The dispatcher needs to validate the requested resource overrides (making sure we don’t go beyond the operator’s maxParallelism, for example) and notify the Scheduler (via JobMasterGateway API) about the override. When the validation fails, returned future will be completed exceptionally with RestHandlerException (400 status code) and intuitive description.

Possible errors:

CodeMessage
400

Unable to set the upper bound for operator [%s] to [%d] because it’s beyond the operator’s max parallelism [%d].

400

Operator [%s] was not found in the JobGraph.

400

The request is incomplete, missing operator [%s] resource requirements.

500

(all other errors)

Corresponding methods for the JobMasterGateway:

CompletableFuture<JobResourceRequirements> requestJobResourceRequirements();

CompletableFuture<Acknowledge> updateJobResourceRequirements(JobResourceRequirements requirements);

The above method will propagate new requirements to the Scheduler.

SchedulerNG:

These are synchronous equivalents of JobMasterGateway’s methods. We’ll only have a proper implementation for the AdaptiveScheduler (and the TestingScheduler); all other schedulers will throw a descriptive exception with why the method is not supported (something along the lines of “Defining resource requirements is currently only supported by the AdaptiveScheduler”).

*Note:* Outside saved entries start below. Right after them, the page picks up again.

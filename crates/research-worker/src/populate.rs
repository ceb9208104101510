//! Queue populate (C8, SPEC_FULL §4.8).
//!
//! Expands every Failure into multilingual query variants, then assigns
//! each a provider by round-robin over a single counter shared across the
//! whole run — not reset per failure — so that providers end up evenly
//! loaded across the batch rather than each failure favoring provider #1.

use research_core::config::Settings;
use research_core::models::ProviderKind;
use research_core::query_gen::{generate_multilingual_queries, QueryTranslator};
use research_db::queries::{FailureQueries, QueueQueries};
use sea_orm::{DatabaseConnection, DbErr};

const SOURCE_LANGUAGE: &str = "pt";
const DEFAULT_PRIORITY: i32 = 0;

#[derive(Debug, Default, Clone, Copy)]
pub struct PopulateStats {
    pub failures_processed: usize,
    pub items_enqueued: usize,
}

/// Populate the queue from every known Failure. `providers` is the pool to
/// round-robin over (normally [`ProviderKind::DEFAULT_ENABLED`]); `limit`
/// caps the total number of items enqueued, honoring §6's test-mode cap.
pub async fn populate_queue(
    db: &DatabaseConnection,
    translator: &dyn QueryTranslator,
    settings: &Settings,
    providers: &[ProviderKind],
) -> Result<PopulateStats, DbErr> {
    let limit = if settings.test_mode_enabled { settings.test_mode_limit } else { None };

    let failures = FailureQueries::list_all(db).await?;
    let mut stats = PopulateStats::default();
    let mut provider_counter: usize = 0;

    'failures: for failure in &failures {
        let variants = generate_multilingual_queries(
            failure,
            &settings.languages,
            SOURCE_LANGUAGE,
            translator,
        )
        .await;

        for variant in variants.into_iter().take(settings.queries_per_failure) {
            if let Some(limit) = limit {
                if stats.items_enqueued >= limit {
                    break 'failures;
                }
            }

            let provider = providers[provider_counter % providers.len()];
            provider_counter += 1;

            QueueQueries::enqueue(
                db,
                failure.id,
                variant.text,
                variant.language,
                provider.as_str().to_string(),
                DEFAULT_PRIORITY,
                settings.max_retries as i32,
            )
            .await?;

            stats.items_enqueued += 1;
        }

        stats.failures_processed += 1;
    }

    Ok(stats)
}

/// Convenience wrapper taking the operator-enabled subset of
/// [`ProviderKind::DEFAULT_ENABLED`] (`settings.providers_enabled`), so a
/// provider the operator disabled via `PROVIDER_<NAME>_ENABLED=false` is
/// never assigned to a freshly populated queue item.
pub async fn populate_queue_default(
    db: &DatabaseConnection,
    translator: &dyn QueryTranslator,
    settings: &Settings,
) -> Result<PopulateStats, DbErr> {
    let providers: Vec<ProviderKind> = ProviderKind::DEFAULT_ENABLED
        .into_iter()
        .filter(|p| *settings.providers_enabled.get(p.as_str()).unwrap_or(&true))
        .collect();

    if providers.is_empty() {
        return Ok(PopulateStats::default());
    }

    populate_queue(db, translator, settings, &providers).await
}

#[cfg(test)]
mod tests {
    use super::*;
    use async_trait::async_trait;
    use research_db::run_migrations;
    use sea_orm::Database;

    struct IdentityTranslator;

    #[async_trait]
    impl QueryTranslator for IdentityTranslator {
        async fn translate(&self, text: &str, _source: &str, target: &str) -> Option<String> {
            Some(format!("[{target}] {text}"))
        }
    }

    async fn test_db() -> DatabaseConnection {
        let db = Database::connect("sqlite::memory:").await.unwrap();
        run_migrations(&db).await.unwrap();
        db
    }

    fn settings() -> Settings {
        let mut s = minimal_settings();
        s.languages = vec!["pt".to_string(), "en".to_string()];
        s.queries_per_failure = 2;
        s
    }

    fn minimal_settings() -> Settings {
        // Settings::from_env() requires real env vars; build directly for
        // tests instead.
        Settings {
            database_url: "sqlite::memory:".to_string(),
            jina_api_key: "x".to_string(),
            perplexity_api_key: "x".to_string(),
            tavily_api_key: None,
            serper_api_key: None,
            exa_api_key: None,
            openrouter_api_key: None,
            openai_api_key: None,
            languages: vec!["pt".to_string()],
            providers_enabled: Default::default(),
            min_calls_per_query: 2,
            max_calls_per_query: 8,
            min_quality_to_stop: 0.75,
            adaptive_search_enabled: true,
            max_workers: 1,
            min_inter_call_delay_secs: 0.0,
            max_requests_per_minute: 60,
            max_retries: 3,
            http_timeout_secs: 60,
            stuck_item_timeout_secs: 600,
            rag_enabled: false,
            rag_similarity_threshold: 0.7,
            rag_dedup_threshold: 0.85,
            embedding_dim: 8,
            embedding_model: "test".to_string(),
            vector_store_enabled: false,
            dedup_jaccard_threshold: 0.8,
            translation_models_free: vec![],
            translation_models_premium: vec![],
            min_confidence_threshold: 0.3,
            queries_per_failure: 5,
            test_mode_enabled: false,
            test_mode_limit: None,
        }
    }

    #[tokio::test]
    async fn round_robins_providers_across_failures() {
        let db = test_db().await;
        FailureQueries::seed(
            &db,
            "Lack of credit".to_string(),
            "finance".to_string(),
            "Startups can't access affordable credit lines".to_string(),
            Some("credit access".to_string()),
        )
        .await
        .unwrap();
        FailureQueries::seed(
            &db,
            "Talent shortage".to_string(),
            "people".to_string(),
            "Hard to hire engineers".to_string(),
            Some("engineering hiring".to_string()),
        )
        .await
        .unwrap();

        let providers = [ProviderKind::Perplexity, ProviderKind::Jina];
        let stats =
            populate_queue(&db, &IdentityTranslator, &settings(), &providers).await.unwrap();

        assert_eq!(stats.failures_processed, 2);
        assert!(stats.items_enqueued > 0);

        let pending = QueueQueries::count_pending(&db).await.unwrap();
        assert_eq!(pending as usize, stats.items_enqueued);
    }

    #[tokio::test]
    async fn test_mode_limit_caps_enqueued_items() {
        let db = test_db().await;
        FailureQueries::seed(
            &db,
            "Lack of credit".to_string(),
            "finance".to_string(),
            "Startups can't access affordable credit lines".to_string(),
            Some("credit access".to_string()),
        )
        .await
        .unwrap();

        let mut s = settings();
        s.test_mode_enabled = true;
        s.test_mode_limit = Some(1);

        let providers = [ProviderKind::Perplexity];
        let stats = populate_queue(&db, &IdentityTranslator, &s, &providers).await.unwrap();

        assert_eq!(stats.items_enqueued, 1);
    }

    #[tokio::test]
    async fn default_populate_excludes_operator_disabled_providers() {
        let db = test_db().await;
        let failure = FailureQueries::seed(
            &db,
            "Lack of credit".to_string(),
            "finance".to_string(),
            "Startups can't access affordable credit lines".to_string(),
            Some("credit access".to_string()),
        )
        .await
        .unwrap();

        let mut s = settings();
        s.providers_enabled.insert("perplexity".to_string(), false);
        s.providers_enabled.insert("jina".to_string(), false);
        s.providers_enabled.insert("tavily".to_string(), false);
        s.providers_enabled.insert("serper".to_string(), false);
        s.providers_enabled.insert("exa".to_string(), true);

        let stats = populate_queue_default(&db, &IdentityTranslator, &s).await.unwrap();

        assert!(stats.items_enqueued > 0);
        let enqueued =
            QueueQueries::find_by_failure(&db, failure.id, stats.items_enqueued as u64)
                .await
                .unwrap();
        assert!(enqueued.iter().all(|item| item.provider == "exa"));
    }
}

JobResourceRequirements requestJobResourceRequirements(JobID jobId);

void updateJobResourceRequirements(JobResourceRequirements requirements);

Implementation of the AdaptiveScheduler layer

We’ll transform the ResourceConsumer interface into a ResourceListener, that watches for both: newly available resources and overrides of resources requirements.

/**
 * Interface which denotes that {@link State} can react to newly available resource (slots) and
 * changes in resouce requirements.
 */
interface ResourceListener {

    /** Notifies that new resources are available. */
    void onNewResourcesAvailable();

    /** Notifies that the desired resources have changed. */
    void onNewResourceRequirements();
}


The interface will be implemented by Executing and WaitingForResources states of the AdaptiveScheduler. It’s the same mechanics as of now, and we extend it by also checking for re-scaling opportunities when new resource requirements are pushed into the Scheduler.

We also need to add a new method to CreatingExecutionGraph.Context, for freeing up excessive slots in case the resource requirements are lower than the resources we hold after the downscale. The new method should only mark slots as free and leave the decision of returning the slots to the ResourceManager on the DeclarativeSlotPool. We need to ensure that idle slot timeouts work correctly in the AdaptiveScheduler (currently, they are ignored because we didn’t have to return slots in the reactive mode).

/**
 * Mark excessive reserved slots as free. This will mark them as elegible for being returned
 * back to the ResourceManager (might be posponed due to `idle slot timeout`).
 */
void freeExcessiveReservedSlots();

Implementation of the High Availability layer

To make this work correctly with high-availability services, we need to persist an updated JobGraph any time we override the resource requirements. Persisting the JobGraph will ensure we can recover with the exact resource requirements in case of JobMaster failover.

Since JobResourcesRequirements are tightly coupled with JobGraph, we’ll reuse the existing JobGraphStore component for persisting it. To avoid any extension to the JobGraph, we’ll introduce a new internal ConfigOption and reuse the current configuration field of the JobGraph. Any modifications to the JobGraphStore need to happen on the Dispatcher layer to avoid problems with multiple writers.

Demo of the prototype

https://drive.google.com/file/d/1Vp8W-7Zk_iKXPTAiBT-eLPmCMd_I57Ty/view?usp=share_link

Compatibility, Deprecation, and Migration Plan

Nothing to do.

Test Plan

The change will be covered with unit and integration tests.

Rejected Alternatives

None.

Credit

This effort was initially started by Till Rohrmann and is heavily based on his prototype.